A.
Certains l'ont dit méchant ; il n'est que malheureux,
Il a creusé un trou et caché son manteau;
La fièvre a déjà pris le meilleur de ses yeux,
Il a claqué la porte et brisé les carreaux.
Soufflant les quatre vents de son esprit malade
Il navigue au hasard d'un enfer à un autre,
Et arrache aux murs blancs des lambeaux, et parade.
Les chairs à l'extérieur, son sang se mêle au nôtre.
Je trouve à son côté l'ambiance mortifère
qui fait tomber de moi la folle envie de faire.
Je m'imprègne, et souvent je rêve d'infini.
Il est un compagnon quotidien, presque aussi
Triste que les anges, il baigne dans de l'eau.

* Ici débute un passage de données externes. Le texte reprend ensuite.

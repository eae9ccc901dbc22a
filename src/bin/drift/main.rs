//! drift - terminal ambient-noise player
//!
//! Run with: cargo run

mod app;
mod ui;

use app::Drift;

fn main() -> color_eyre::Result<()> {
    color_eyre::install()?;
    tracing_subscriber::fmt()
        .with_env_filter(tracing_subscriber::EnvFilter::from_default_env())
        .with_writer(std::io::stderr)
        .init();

    let terminal = ratatui::init();
    let result = Drift::new().run(terminal);
    ratatui::restore();
    result
}
//! Channel lifecycle, mixing, and the `AudioEngine` facade.
//!
//! The engine is split into two cooperating halves joined by bounded SPSC
//! rings: the facade (control side) validates requests, synthesizes buffers,
//! and keeps the id-keyed registry; the mixer (audio side) owns the live
//! channels and runs inside the output callback. Neither half blocks on the
//! other.

pub mod channel;
pub mod command;
pub mod master;
pub mod mixer;
pub mod registry;

use std::sync::{Arc, Mutex};

use rtrb::RingBuffer;

use crate::{
    dsp::noise::{NoiseKind, NoiseSynth, SynthesisError},
    engine::{
        command::{EngineCommand, COMMAND_QUEUE_SIZE, EVENT_QUEUE_SIZE},
        registry::{Begin, StopAction},
    },
    io::output::{ContextState, OutputContext, OutputError},
    BUFFER_SECS,
};

pub use channel::{Channel, ChannelState};
pub use command::ChannelEvent;
pub use master::MasterBus;
pub use mixer::Mixer;
pub use registry::{ChannelPhase, ChannelRegistry};

/// Engine-init parameters. The sample rate is fixed for the engine's
/// lifetime; every synthesized buffer uses it.
#[derive(Debug, Clone, Copy)]
pub struct EngineConfig {
    pub sample_rate: u32,
    pub volume: f32,
}

impl Default for EngineConfig {
    fn default() -> Self {
        Self {
            sample_rate: 48_000,
            volume: 0.5,
        }
    }
}

/// Failures surfaced by `play`. Every other operation degrades to a no-op
/// rather than erroring.
#[derive(Debug, thiserror::Error)]
pub enum EngineError {
    /// The platform audio output could not be created.
    #[error("audio output context unavailable")]
    ContextUnavailable(#[source] OutputError),

    /// The output exists but is suspended and refused to resume.
    #[error("audio output suspended and could not be resumed")]
    ResumeDenied(#[source] OutputError),

    /// Synthesis precondition violation.
    #[error(transparent)]
    InvalidSynthesis(#[from] SynthesisError),

    /// The control ring is saturated; the request was rolled back.
    #[error("engine command queue is full")]
    CommandQueueFull,
}

/// The ambient-noise engine facade, the only component collaborators see.
///
/// Construct one at process start and pass it by reference to every
/// collaborator; there is no global instance. The platform output context
/// is created lazily on the first `play` so construction itself has no
/// platform side effects.
pub struct AudioEngine {
    config: EngineConfig,
    volume: f32,
    registry: ChannelRegistry,
    synth: NoiseSynth,
    commands: rtrb::Producer<EngineCommand>,
    events: rtrb::Consumer<ChannelEvent>,
    output: OutputContext,
    // Handed to the output stream on first play; `None` once running and
    // for offline engines, which return the mixer to the caller instead.
    mixer: Option<Arc<Mutex<Mixer>>>,
}

impl AudioEngine {
    pub fn new(config: EngineConfig) -> Self {
        let (mut engine, mixer) = Self::with_output(config, OutputContext::uninitialized());
        engine.mixer = Some(Arc::new(Mutex::new(mixer)));
        engine
    }

    /// Headless pair for offline rendering and tests: no platform context
    /// is ever created, and the caller drives `Mixer::render_block`.
    pub fn offline(config: EngineConfig) -> (Self, Mixer) {
        Self::with_output(config, OutputContext::offline())
    }

    fn with_output(config: EngineConfig, output: OutputContext) -> (Self, Mixer) {
        let (commands_tx, commands_rx) = RingBuffer::new(COMMAND_QUEUE_SIZE);
        let (events_tx, events_rx) = RingBuffer::new(EVENT_QUEUE_SIZE);

        let volume = config.volume.clamp(0.0, 1.0);
        let mixer = Mixer::new(config.sample_rate as f32, volume, commands_rx, events_tx);

        let engine = Self {
            config,
            volume,
            registry: ChannelRegistry::new(),
            synth: NoiseSynth::new(),
            commands: commands_tx,
            events: events_rx,
            output,
            mixer: None,
        };
        (engine, mixer)
    }

    /// Start a channel, or no-op when `id` is already active.
    ///
    /// The first call creates the output context; later calls resume it if
    /// the platform suspended it. A play against a stopping id is queued and
    /// issued once the old channel has fully torn down.
    pub fn play(&mut self, id: &str, kind: NoiseKind) -> Result<(), EngineError> {
        self.poll();
        self.begin_and_start(id, kind)
    }

    /// Occupy a slot for a recorder-owned clip played outside the mixer.
    /// Returns false when the id is already taken. Counts toward
    /// active-channel accounting only; nothing is synthesized or mixed.
    pub fn attach_clip(&mut self, id: &str) -> bool {
        self.poll();
        let attached = self.registry.begin_external(id);
        if attached {
            tracing::debug!(id, "external clip attached");
        }
        attached
    }

    /// Fade out and tear down the channel for `id`. No-op when absent.
    pub fn stop(&mut self, id: &str) {
        self.poll();
        match self.registry.request_stop(id) {
            StopAction::Ignore => {}
            StopAction::ClearExternal => {
                tracing::debug!(id, "external clip detached");
            }
            StopAction::Stop(token) => {
                if self.commands.push(EngineCommand::Stop { token }).is_ok() {
                    self.registry.confirm_stopping(id);
                    tracing::debug!(id, "channel stopping");
                } else {
                    tracing::warn!(id, "command queue full, stop not delivered");
                }
            }
        }
    }

    /// Stop every registered channel. Per-channel, unordered.
    pub fn stop_all(&mut self) {
        self.poll();
        if self.registry.is_empty() {
            return;
        }
        if self.commands.push(EngineCommand::StopAll).is_ok() {
            self.registry.mark_all_stopping();
            tracing::debug!("all channels stopping");
        } else {
            tracing::warn!("command queue full, stop-all not delivered");
        }
    }

    /// Retarget the master volume. Values outside [0, 1] are clamped; the
    /// bus eases to the new target instead of jumping.
    pub fn set_volume(&mut self, volume: f32) {
        self.volume = volume.clamp(0.0, 1.0);
        if self
            .commands
            .push(EngineCommand::SetVolume(self.volume))
            .is_err()
        {
            tracing::warn!("command queue full, volume change not delivered");
        }
    }

    /// Pause the output context (platform backgrounding). The next `play`
    /// attempts to resume and reports `ResumeDenied` if the platform
    /// refuses.
    pub fn suspend(&mut self) -> Result<(), EngineError> {
        self.output.pause().map_err(EngineError::ContextUnavailable)
    }

    /// Drain lifecycle events from the mixer: promote channels whose attack
    /// completed, release slots whose teardown finished, and issue queued
    /// restarts. Presentation layers should call this once per frame; the
    /// mutating operations above call it implicitly.
    pub fn poll(&mut self) {
        while let Ok(event) = self.events.pop() {
            if let Some(pending) = self.registry.apply(event) {
                if let Err(err) = self.begin_and_start(&pending.id, pending.kind) {
                    tracing::warn!(id = %pending.id, %err, "queued restart failed");
                }
            }
        }
    }

    fn begin_and_start(&mut self, id: &str, kind: NoiseKind) -> Result<(), EngineError> {
        match self.registry.begin(id, kind) {
            Begin::Occupied | Begin::Queued => Ok(()),
            Begin::Fresh(token) => self.start_channel(token, id, kind),
        }
    }

    fn start_channel(&mut self, token: u64, id: &str, kind: NoiseKind) -> Result<(), EngineError> {
        if let Err(err) = self.ensure_ready() {
            self.registry.abort(id);
            return Err(err);
        }

        // A fresh buffer per play call, never cached or shared.
        let buffer = match self
            .synth
            .generate(kind.resolve(), BUFFER_SECS, self.config.sample_rate)
        {
            Ok(buffer) => buffer,
            Err(err) => {
                self.registry.abort(id);
                return Err(err.into());
            }
        };

        let command = EngineCommand::Play {
            token,
            kind: kind.resolve(),
            buffer,
        };
        if self.commands.push(command).is_err() {
            self.registry.abort(id);
            return Err(EngineError::CommandQueueFull);
        }
        tracing::debug!(id, kind = %kind.resolve(), "channel starting");
        Ok(())
    }

    /// Two-phase context lifecycle: create on first use, resume when the
    /// platform suspended it, pass through when ready.
    fn ensure_ready(&mut self) -> Result<(), EngineError> {
        match self.output.state() {
            ContextState::Running | ContextState::Offline => Ok(()),
            ContextState::Suspended => self.output.resume().map_err(EngineError::ResumeDenied),
            ContextState::Uninitialized => {
                let Some(mixer) = self.mixer.clone() else {
                    return Err(EngineError::ContextUnavailable(OutputError::NotStarted));
                };
                self.output
                    .start(mixer, self.config.sample_rate)
                    .map_err(|err| {
                        if matches!(err, OutputError::PlayStream(_)) {
                            EngineError::ResumeDenied(err)
                        } else {
                            EngineError::ContextUnavailable(err)
                        }
                    })?;
                self.mixer = None;
                tracing::info!(
                    sample_rate = self.config.sample_rate,
                    "audio output context started"
                );
                Ok(())
            }
        }
    }

    pub fn phase(&self, id: &str) -> Option<ChannelPhase> {
        self.registry.phase(id)
    }

    /// Ids of every occupied slot, external clips included.
    pub fn active(&self) -> impl Iterator<Item = &str> {
        self.registry.active()
    }

    pub fn active_len(&self) -> usize {
        self.registry.len()
    }

    /// The volume target as last requested, before smoothing.
    pub fn volume(&self) -> f32 {
        self.volume
    }

    pub fn sample_rate(&self) -> u32 {
        self.config.sample_rate
    }

    pub fn context_state(&self) -> ContextState {
        self.output.state()
    }
}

Je ne le tuerai pas, car Dieu est avec lui.
B.
Les enfants qui sont déjà des hommes,
Honteux avant l'heure, pressentent,
L'empreinte terrible du temps sur leur état.
Leurs rides sont atroces, bien pires que chez les vieilles.
C.
Marie, Marie, marions-nous,
Et noue tes mains aux miennes, à moins que je préfère
Que tu les greffes ailleurs.
Faisons un inventaire,
Rapide. Et sois sincère.
Tu dois le décréter :
Ce mariage est un leurre.
D.
J'avais pris soin, au fond du bois, au fond de moi,
D'éteindre la brindille qui me donnait si froid.
J'avais bien dit, à mes amis, à mes envies,
Que ce n'était pas moi, que j'étais bien parti.
Mais j'ai laissé l'envie, le bois, et surtout toi,
vivre au petit bonheur, en se riant de moi.
Je m'suis mis à trembler, j'ai regardé par-là,
Mes pieds fragiles et laids, tout en bas, tout en bas.
E.
Je suis rentré chez moi bien saoûl, et très en vie.
Mes genoux faisaient les bruits de l'hydroglisseur,
Je passais dans les draps comme on va au tapis,
Il n'y a plus de lit, passé une certaine heure.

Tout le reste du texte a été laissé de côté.